[Collected data]
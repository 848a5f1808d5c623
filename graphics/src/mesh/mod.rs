//! Mesh types for the graphics layer.
//!
//! - [`MeshBuffer`] - Context-resident vertex buffers plus an index buffer
//!
//! CPU-side layouts and geometry come from `orrery-core` and are re-exported
//! here so callers need a single import path.

mod buffer;

pub use buffer::MeshBuffer;

pub use orrery_core::mesh::{
    ComponentType, GeometryData, IndexFormat, PrimitiveTopology, UsageHint, VertexAttributeLayout,
    VertexLayout, generators,
};
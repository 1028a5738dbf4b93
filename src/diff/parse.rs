//! Normal-format diff parser
//!
//! Parses the "normal" output of line-oriented diff utilities (`2c2`,
//! `< old`, `---`, `> new`) into structured hunk records. The tokenizer is
//! the only place that pattern-matches raw diff text; both the patched-text
//! reader and the segment classifier consume its [`Hunk`] records.

use tracing::{debug, warn};

/// Emitted by diff tools when a file lacks a trailing newline.
pub const NO_NEWLINE_MARKER: &str = "\\ No newline at end of file";

/// Separates the removed and added groups of a change hunk.
pub const CHANGE_SEPARATOR: &str = "---";

/// Directive letter of a hunk header
#[derive(Debug, Clone, Copy, PartialEq, Eq)]
pub enum HunkOp {
    Add,
    Delete,
    Change,
}

impl HunkOp {
    const fn from_char(c: char) -> Option<Self> {
        match c {
            'a' => Some(Self::Add),
            'd' => Some(Self::Delete),
            'c' => Some(Self::Change),
            _ => None,
        }
    }
}

/// A parsed hunk header line, e.g. `5,7c5,6`
#[derive(Debug, Clone, Copy, PartialEq, Eq)]
pub struct HunkHeader {
    pub op: HunkOp,
    /// First base line named by the header (1-based; 0 for an add at the top)
    pub base_start: usize,
    /// Last base line named by the header (equals `base_start` without a range)
    pub base_end: usize,
}

impl HunkHeader {
    /// Parse `<start>[,<end>]<op><trailing>`.
    ///
    /// Returns `None` for anything that does not have that shape, which
    /// callers treat as the end of the hunk stream.
    #[must_use]
    pub fn parse(line: &str) -> Option<Self> {
        let (base_start, rest) = split_number(line)?;
        let (base_end, rest) = match rest.strip_prefix(',') {
            Some(after) => split_number(after)?,
            None => (base_start, rest),
        };
        let op = HunkOp::from_char(rest.chars().next()?)?;

        if base_end < base_start || (op != HunkOp::Add && base_start == 0) {
            return None;
        }
        // An add after the last representable line has no effect line.
        if op == HunkOp::Add && base_start == usize::MAX {
            return None;
        }

        Some(Self {
            op,
            base_start,
            base_end,
        })
    }

    /// The 1-based base line at which this hunk begins to apply.
    ///
    /// An add inserts after `base_start`; deletes and changes start at it.
    #[must_use]
    pub const fn effect_line(&self) -> usize {
        match self.op {
            HunkOp::Add => self.base_start + 1,
            HunkOp::Delete | HunkOp::Change => self.base_start,
        }
    }

    /// Number of base lines the header claims the hunk removes.
    #[must_use]
    pub const fn declared_base_count(&self) -> usize {
        match self.op {
            HunkOp::Add => 0,
            HunkOp::Delete | HunkOp::Change => self.base_end - self.base_start + 1,
        }
    }
}

fn split_number(s: &str) -> Option<(usize, &str)> {
    let digits = s.bytes().take_while(u8::is_ascii_digit).count();
    if digits == 0 {
        return None;
    }
    let value = s[..digits].parse().ok()?;
    Some((value, &s[digits..]))
}

/// Classification of a single raw line of hunk text
#[derive(Debug, Clone, Copy, PartialEq, Eq)]
pub enum HunkLine<'a> {
    Header(HunkHeader),
    /// `< text`: a base line removed by the hunk
    Removed(&'a str),
    /// `> text`: a line inserted by the hunk
    Added(&'a str),
    /// `---` between the removed and added groups
    Separator,
    NoNewlineMarker,
    Unrecognized,
}

impl<'a> HunkLine<'a> {
    #[must_use]
    pub fn classify(line: &'a str) -> Self {
        if line == NO_NEWLINE_MARKER {
            return Self::NoNewlineMarker;
        }
        if line == CHANGE_SEPARATOR {
            return Self::Separator;
        }
        if let Some(text) = line.strip_prefix("< ") {
            return Self::Removed(text);
        }
        if let Some(text) = line.strip_prefix("> ") {
            return Self::Added(text);
        }
        // Blank lines under --suppress-blank-empty lose the trailing space.
        match line {
            "<" => return Self::Removed(""),
            ">" => return Self::Added(""),
            _ => {}
        }
        HunkHeader::parse(line).map_or(Self::Unrecognized, Self::Header)
    }
}

/// One contiguous add/delete/change directive with its content lines
#[derive(Debug, Clone, PartialEq, Eq)]
pub struct Hunk {
    pub header: HunkHeader,
    /// Text of the `< ` lines, prefix stripped
    pub removed_lines: Vec<String>,
    /// Text of the `> ` lines, prefix stripped
    pub added_lines: Vec<String>,
}

impl Hunk {
    #[must_use]
    pub const fn new(header: HunkHeader) -> Self {
        Self {
            header,
            removed_lines: Vec::new(),
            added_lines: Vec::new(),
        }
    }

    #[must_use]
    pub const fn op(&self) -> HunkOp {
        self.header.op
    }

    #[must_use]
    pub const fn effect_line(&self) -> usize {
        self.header.effect_line()
    }

    /// Base lines actually listed by the hunk.
    #[must_use]
    pub fn base_count(&self) -> usize {
        self.removed_lines.len()
    }

    /// Lines the hunk inserts.
    #[must_use]
    pub fn diff_count(&self) -> usize {
        self.added_lines.len()
    }
}

/// Where the tokenizer is within the hunk stream
#[derive(Debug, Clone, PartialEq, Eq)]
pub enum TokenizerState {
    /// Expecting a header
    Idle,
    /// Header read; collecting the removed group
    InHeader(Hunk),
    /// Collecting the added group
    InBody(Hunk),
    /// Input exhausted or a line broke the grammar
    Done,
}

/// Turns raw hunk text into a stream of [`Hunk`] records.
///
/// A line that fits no production ends the stream; whatever hunk was in
/// progress is still yielded.
#[derive(Debug, Clone)]
pub struct HunkTokenizer<'a> {
    lines: std::str::Lines<'a>,
    line_no: usize,
    state: TokenizerState,
}

impl<'a> HunkTokenizer<'a> {
    #[must_use]
    pub fn new(text: &'a str) -> Self {
        Self {
            lines: text.lines(),
            line_no: 0,
            state: TokenizerState::Idle,
        }
    }

    #[must_use]
    pub const fn state(&self) -> &TokenizerState {
        &self.state
    }

    fn finish(hunk: Hunk) -> Hunk {
        let declared = hunk.header.declared_base_count();
        if declared != hunk.base_count() {
            warn!(
                base_start = hunk.header.base_start,
                declared,
                listed = hunk.base_count(),
                "hunk header disagrees with its removed lines"
            );
        }
        hunk
    }
}

impl Iterator for HunkTokenizer<'_> {
    type Item = Hunk;

    fn next(&mut self) -> Option<Hunk> {
        loop {
            if self.state == TokenizerState::Done {
                return None;
            }

            let Some(line) = self.lines.next() else {
                return match std::mem::replace(&mut self.state, TokenizerState::Done) {
                    TokenizerState::InHeader(hunk) | TokenizerState::InBody(hunk) => {
                        Some(Self::finish(hunk))
                    }
                    TokenizerState::Idle | TokenizerState::Done => None,
                };
            };
            self.line_no += 1;

            let parsed = HunkLine::classify(line);
            if parsed == HunkLine::NoNewlineMarker {
                continue;
            }

            match (std::mem::replace(&mut self.state, TokenizerState::Done), parsed) {
                (TokenizerState::Idle, HunkLine::Header(header)) => {
                    self.state = TokenizerState::InHeader(Hunk::new(header));
                }
                (TokenizerState::InHeader(mut hunk), HunkLine::Removed(text)) => {
                    hunk.removed_lines.push(text.to_string());
                    self.state = TokenizerState::InHeader(hunk);
                }
                (
                    TokenizerState::InHeader(hunk) | TokenizerState::InBody(hunk),
                    HunkLine::Separator,
                ) => {
                    self.state = TokenizerState::InBody(hunk);
                }
                (
                    TokenizerState::InHeader(mut hunk) | TokenizerState::InBody(mut hunk),
                    HunkLine::Added(text),
                ) => {
                    hunk.added_lines.push(text.to_string());
                    self.state = TokenizerState::InBody(hunk);
                }
                (
                    TokenizerState::InHeader(hunk) | TokenizerState::InBody(hunk),
                    HunkLine::Header(next),
                ) => {
                    self.state = TokenizerState::InHeader(Hunk::new(next));
                    return Some(Self::finish(hunk));
                }
                (TokenizerState::InHeader(hunk) | TokenizerState::InBody(hunk), _) => {
                    debug!(line_no = self.line_no, "hunk text ends at unrecognized line");
                    return Some(Self::finish(hunk));
                }
                (TokenizerState::Idle, _) => {
                    debug!(line_no = self.line_no, "hunk text has no header here; stopping");
                    return None;
                }
                (TokenizerState::Done, _) => return None,
            }
        }
    }
}

/// Parse every hunk in `text`.
#[must_use]
pub fn parse_hunks(text: &str) -> Vec<Hunk> {
    HunkTokenizer::new(text).collect()
}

Goal of the exercise:
In the records above, find each line with the string "NoNewlineMarker" and list it.

Task output:
    NoNewlineMarker,
            return Self::NoNewlineMarker;
            if parsed == HunkLine::NoNewlineMarker {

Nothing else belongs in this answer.